DATA LISTING
.....

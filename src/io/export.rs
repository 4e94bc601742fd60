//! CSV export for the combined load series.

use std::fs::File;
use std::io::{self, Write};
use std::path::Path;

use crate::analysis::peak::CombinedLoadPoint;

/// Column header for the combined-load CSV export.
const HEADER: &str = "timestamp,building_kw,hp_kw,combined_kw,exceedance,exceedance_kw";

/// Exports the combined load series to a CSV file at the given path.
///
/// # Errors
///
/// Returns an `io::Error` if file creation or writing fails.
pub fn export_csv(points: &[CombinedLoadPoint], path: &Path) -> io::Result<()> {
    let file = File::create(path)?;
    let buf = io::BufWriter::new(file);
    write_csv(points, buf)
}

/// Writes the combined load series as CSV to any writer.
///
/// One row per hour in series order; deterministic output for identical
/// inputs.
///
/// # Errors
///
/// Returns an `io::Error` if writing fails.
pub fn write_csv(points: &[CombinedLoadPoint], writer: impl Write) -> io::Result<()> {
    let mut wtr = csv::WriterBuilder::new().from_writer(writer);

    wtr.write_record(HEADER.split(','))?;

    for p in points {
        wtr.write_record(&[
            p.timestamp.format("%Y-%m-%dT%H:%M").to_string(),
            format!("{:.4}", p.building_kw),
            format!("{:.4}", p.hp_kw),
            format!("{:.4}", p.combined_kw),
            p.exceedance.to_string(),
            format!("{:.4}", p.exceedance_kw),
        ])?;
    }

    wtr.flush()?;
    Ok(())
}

.....

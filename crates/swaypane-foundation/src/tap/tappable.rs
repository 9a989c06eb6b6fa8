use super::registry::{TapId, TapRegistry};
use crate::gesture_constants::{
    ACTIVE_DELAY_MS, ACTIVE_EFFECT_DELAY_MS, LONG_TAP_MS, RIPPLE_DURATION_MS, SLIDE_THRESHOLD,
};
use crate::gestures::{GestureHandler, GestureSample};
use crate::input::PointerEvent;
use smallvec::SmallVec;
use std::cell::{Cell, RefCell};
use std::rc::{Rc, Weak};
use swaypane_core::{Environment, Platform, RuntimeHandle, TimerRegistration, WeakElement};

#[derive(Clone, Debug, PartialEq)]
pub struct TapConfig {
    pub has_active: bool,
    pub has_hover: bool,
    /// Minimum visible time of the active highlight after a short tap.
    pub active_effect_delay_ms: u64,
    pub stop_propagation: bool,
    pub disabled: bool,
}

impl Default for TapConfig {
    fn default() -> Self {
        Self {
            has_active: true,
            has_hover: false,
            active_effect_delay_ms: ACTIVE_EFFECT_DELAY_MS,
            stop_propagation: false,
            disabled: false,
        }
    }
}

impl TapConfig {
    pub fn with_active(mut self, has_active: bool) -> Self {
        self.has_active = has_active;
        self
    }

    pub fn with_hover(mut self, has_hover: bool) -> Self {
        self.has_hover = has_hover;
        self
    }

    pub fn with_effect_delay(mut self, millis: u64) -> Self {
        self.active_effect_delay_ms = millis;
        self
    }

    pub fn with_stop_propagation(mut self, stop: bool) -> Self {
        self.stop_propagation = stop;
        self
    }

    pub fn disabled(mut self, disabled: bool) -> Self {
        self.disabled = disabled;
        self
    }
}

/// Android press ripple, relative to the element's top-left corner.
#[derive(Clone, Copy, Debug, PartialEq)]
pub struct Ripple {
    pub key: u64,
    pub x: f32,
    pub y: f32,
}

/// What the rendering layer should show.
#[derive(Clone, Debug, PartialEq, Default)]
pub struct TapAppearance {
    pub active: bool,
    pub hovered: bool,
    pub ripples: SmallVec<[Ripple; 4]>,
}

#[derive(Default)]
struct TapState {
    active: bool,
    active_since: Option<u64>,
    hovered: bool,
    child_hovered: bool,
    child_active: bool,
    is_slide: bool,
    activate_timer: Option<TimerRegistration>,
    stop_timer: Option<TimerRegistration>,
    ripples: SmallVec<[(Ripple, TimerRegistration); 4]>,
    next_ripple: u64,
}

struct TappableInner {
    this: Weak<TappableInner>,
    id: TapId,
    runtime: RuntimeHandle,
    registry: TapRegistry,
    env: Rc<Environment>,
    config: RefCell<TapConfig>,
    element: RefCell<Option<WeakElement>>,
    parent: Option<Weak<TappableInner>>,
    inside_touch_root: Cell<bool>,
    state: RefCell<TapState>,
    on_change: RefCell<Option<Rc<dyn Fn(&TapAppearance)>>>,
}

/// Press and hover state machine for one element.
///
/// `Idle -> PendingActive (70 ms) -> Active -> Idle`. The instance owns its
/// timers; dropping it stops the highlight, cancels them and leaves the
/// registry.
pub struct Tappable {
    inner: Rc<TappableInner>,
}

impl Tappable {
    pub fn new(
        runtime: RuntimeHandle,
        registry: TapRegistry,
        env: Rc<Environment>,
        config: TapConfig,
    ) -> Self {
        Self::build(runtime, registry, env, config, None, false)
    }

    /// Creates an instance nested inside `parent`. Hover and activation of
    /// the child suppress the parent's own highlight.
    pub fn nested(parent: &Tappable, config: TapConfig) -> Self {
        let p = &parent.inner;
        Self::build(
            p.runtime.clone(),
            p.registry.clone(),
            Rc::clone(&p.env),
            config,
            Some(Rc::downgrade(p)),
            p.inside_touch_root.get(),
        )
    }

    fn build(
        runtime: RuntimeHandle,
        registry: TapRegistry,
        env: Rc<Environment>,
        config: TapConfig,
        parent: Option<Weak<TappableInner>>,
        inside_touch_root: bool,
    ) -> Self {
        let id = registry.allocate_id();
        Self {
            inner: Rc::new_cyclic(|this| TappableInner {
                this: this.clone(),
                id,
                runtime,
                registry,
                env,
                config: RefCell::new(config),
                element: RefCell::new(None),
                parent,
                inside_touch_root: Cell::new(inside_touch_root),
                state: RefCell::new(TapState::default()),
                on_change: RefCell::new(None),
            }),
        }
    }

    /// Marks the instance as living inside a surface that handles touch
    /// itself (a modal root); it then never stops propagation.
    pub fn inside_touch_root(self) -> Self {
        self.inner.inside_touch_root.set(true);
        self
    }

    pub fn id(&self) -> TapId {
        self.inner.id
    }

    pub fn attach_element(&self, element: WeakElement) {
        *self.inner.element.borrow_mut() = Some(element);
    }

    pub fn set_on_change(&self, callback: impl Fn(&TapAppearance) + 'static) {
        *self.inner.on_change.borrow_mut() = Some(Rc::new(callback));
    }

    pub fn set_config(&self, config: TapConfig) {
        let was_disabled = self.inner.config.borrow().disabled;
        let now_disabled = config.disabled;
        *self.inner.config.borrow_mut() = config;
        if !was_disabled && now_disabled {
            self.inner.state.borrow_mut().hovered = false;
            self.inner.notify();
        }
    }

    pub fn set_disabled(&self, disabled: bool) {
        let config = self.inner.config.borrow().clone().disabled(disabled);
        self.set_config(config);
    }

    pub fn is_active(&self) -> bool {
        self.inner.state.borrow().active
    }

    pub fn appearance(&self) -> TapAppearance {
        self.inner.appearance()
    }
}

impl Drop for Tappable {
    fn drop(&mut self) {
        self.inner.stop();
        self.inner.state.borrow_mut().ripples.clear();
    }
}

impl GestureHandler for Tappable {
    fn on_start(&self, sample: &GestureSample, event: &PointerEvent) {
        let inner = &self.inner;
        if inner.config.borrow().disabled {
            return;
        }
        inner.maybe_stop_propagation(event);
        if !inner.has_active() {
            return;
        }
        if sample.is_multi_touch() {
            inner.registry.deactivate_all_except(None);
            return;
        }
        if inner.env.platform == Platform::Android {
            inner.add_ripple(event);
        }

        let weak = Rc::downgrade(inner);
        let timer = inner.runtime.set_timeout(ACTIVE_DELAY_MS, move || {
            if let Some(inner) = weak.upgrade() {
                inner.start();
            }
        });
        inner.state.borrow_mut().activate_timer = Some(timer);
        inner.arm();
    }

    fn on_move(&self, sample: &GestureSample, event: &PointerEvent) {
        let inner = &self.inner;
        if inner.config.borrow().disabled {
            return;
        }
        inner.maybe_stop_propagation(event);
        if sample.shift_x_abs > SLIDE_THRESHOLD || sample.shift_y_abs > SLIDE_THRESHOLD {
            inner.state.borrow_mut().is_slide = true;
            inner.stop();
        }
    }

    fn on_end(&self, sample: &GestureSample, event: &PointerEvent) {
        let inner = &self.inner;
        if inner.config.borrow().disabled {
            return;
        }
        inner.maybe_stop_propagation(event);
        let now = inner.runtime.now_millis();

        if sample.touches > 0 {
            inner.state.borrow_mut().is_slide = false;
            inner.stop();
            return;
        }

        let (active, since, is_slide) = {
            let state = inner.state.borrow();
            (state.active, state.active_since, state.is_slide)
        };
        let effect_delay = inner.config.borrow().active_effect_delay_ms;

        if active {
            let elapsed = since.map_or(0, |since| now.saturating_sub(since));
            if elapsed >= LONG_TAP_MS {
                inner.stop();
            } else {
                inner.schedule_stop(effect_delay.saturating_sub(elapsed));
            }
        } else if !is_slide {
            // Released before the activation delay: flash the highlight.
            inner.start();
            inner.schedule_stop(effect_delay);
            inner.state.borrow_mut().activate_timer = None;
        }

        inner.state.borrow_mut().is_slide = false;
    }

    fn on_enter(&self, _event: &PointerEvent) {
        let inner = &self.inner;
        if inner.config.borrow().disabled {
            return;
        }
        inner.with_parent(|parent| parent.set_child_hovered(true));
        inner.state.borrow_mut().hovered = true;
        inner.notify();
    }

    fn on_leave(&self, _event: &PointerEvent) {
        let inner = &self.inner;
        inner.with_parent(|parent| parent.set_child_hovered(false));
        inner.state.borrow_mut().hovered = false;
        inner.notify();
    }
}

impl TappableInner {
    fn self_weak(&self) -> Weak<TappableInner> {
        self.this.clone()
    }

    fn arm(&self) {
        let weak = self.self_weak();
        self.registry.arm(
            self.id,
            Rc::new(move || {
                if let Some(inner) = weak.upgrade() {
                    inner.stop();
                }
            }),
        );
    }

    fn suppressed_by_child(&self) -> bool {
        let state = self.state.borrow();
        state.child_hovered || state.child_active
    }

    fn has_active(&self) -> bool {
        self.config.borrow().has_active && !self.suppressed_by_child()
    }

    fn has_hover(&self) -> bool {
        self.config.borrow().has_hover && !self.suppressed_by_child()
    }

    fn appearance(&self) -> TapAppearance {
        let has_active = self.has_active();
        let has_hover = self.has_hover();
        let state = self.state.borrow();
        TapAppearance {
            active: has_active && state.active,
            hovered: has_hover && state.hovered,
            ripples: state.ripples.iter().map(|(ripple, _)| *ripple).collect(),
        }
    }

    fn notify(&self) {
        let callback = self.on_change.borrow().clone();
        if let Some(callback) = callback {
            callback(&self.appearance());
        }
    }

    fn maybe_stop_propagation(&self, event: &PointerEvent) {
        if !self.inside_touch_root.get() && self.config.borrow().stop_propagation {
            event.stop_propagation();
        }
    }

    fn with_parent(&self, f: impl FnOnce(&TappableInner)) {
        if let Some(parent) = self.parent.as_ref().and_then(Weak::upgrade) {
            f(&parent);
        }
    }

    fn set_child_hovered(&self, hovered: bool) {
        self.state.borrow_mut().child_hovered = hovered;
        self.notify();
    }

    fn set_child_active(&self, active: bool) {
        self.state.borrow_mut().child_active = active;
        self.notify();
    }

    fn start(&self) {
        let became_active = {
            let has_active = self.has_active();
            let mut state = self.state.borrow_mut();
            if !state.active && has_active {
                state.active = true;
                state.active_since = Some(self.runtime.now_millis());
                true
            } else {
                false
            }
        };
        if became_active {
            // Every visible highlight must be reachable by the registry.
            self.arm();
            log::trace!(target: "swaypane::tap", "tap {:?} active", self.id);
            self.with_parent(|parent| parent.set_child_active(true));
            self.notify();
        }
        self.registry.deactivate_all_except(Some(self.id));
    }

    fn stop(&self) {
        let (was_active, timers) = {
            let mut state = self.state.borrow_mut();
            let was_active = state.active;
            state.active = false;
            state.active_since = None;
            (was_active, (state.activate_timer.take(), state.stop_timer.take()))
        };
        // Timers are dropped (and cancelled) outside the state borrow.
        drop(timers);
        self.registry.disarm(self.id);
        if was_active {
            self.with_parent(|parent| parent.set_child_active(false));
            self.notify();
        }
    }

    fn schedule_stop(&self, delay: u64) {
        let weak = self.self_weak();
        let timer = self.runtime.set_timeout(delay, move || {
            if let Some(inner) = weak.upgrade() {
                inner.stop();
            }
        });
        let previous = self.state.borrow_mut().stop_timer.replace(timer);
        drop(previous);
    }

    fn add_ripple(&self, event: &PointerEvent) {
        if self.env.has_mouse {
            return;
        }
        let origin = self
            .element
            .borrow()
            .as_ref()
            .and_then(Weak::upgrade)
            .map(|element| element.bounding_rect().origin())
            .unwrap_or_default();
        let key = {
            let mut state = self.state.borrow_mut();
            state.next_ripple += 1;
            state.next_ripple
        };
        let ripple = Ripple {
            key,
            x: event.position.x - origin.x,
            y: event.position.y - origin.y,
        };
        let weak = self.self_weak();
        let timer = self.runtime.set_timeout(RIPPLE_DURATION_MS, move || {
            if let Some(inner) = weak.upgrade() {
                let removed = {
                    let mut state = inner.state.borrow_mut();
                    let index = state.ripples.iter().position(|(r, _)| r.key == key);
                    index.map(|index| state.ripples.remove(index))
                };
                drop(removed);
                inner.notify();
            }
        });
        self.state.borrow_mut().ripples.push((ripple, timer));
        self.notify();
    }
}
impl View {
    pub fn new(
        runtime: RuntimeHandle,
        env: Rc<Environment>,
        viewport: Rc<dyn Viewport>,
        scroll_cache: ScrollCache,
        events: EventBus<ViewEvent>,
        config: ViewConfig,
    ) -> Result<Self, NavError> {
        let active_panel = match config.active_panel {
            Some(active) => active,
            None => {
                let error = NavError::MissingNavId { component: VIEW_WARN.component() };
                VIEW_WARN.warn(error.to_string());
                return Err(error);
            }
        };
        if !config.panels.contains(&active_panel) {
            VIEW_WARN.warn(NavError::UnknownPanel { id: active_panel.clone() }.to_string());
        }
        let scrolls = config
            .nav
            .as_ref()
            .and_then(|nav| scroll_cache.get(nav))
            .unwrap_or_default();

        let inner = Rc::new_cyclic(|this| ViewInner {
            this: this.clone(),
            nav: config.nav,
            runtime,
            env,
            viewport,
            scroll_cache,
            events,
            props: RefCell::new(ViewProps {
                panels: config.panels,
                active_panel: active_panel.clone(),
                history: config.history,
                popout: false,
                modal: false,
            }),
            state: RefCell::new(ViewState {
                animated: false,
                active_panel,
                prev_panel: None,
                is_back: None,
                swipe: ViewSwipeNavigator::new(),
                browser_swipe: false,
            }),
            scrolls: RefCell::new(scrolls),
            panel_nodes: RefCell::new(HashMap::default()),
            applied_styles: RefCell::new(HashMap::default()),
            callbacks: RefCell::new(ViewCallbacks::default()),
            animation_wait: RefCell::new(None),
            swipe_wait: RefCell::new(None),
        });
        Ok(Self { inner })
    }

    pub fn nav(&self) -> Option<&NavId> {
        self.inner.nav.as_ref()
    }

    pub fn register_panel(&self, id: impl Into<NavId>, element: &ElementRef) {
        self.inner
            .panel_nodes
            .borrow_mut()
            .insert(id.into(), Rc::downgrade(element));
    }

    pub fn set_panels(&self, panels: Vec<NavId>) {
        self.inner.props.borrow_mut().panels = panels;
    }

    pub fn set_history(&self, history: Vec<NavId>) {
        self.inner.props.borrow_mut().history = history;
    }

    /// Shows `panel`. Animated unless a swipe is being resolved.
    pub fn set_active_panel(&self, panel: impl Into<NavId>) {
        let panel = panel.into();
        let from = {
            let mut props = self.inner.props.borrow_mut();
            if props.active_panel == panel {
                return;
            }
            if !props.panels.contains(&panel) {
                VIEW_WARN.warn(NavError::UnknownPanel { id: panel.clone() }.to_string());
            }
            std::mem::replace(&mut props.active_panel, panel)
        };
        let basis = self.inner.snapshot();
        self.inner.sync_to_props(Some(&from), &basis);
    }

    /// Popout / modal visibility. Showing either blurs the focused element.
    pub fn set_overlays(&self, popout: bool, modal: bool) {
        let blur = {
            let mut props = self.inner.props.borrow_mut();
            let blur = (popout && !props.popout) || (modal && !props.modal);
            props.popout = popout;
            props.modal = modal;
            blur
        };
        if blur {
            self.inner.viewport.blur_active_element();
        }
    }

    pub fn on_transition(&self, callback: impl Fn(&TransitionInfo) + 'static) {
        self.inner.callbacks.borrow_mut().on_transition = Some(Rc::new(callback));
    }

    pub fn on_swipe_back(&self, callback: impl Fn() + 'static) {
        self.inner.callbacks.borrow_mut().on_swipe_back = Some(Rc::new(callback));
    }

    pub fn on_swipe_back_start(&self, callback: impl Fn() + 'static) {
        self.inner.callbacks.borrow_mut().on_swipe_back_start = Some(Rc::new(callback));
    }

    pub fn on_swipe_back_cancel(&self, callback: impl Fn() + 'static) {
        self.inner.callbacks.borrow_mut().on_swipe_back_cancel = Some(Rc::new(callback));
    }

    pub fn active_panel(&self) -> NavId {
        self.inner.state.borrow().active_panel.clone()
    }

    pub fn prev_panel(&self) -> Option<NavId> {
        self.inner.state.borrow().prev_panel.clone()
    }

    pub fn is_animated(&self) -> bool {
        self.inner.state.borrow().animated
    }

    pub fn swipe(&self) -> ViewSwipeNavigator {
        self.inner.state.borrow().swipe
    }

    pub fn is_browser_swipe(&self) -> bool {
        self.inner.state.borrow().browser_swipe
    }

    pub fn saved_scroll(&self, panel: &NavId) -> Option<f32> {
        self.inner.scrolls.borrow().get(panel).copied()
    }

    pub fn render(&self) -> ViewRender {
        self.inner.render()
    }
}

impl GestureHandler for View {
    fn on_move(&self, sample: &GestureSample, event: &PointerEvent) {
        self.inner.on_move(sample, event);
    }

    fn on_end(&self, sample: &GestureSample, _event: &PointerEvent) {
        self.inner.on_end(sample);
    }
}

.....

WORK INSTRUCTIONS
In the records above, find each line holding "writing" and copy it.

ANSWER TO THE EXERCISE
/// Returns an `io::Error` if file creation or writing fails.
/// Returns an `io::Error` if writing fails.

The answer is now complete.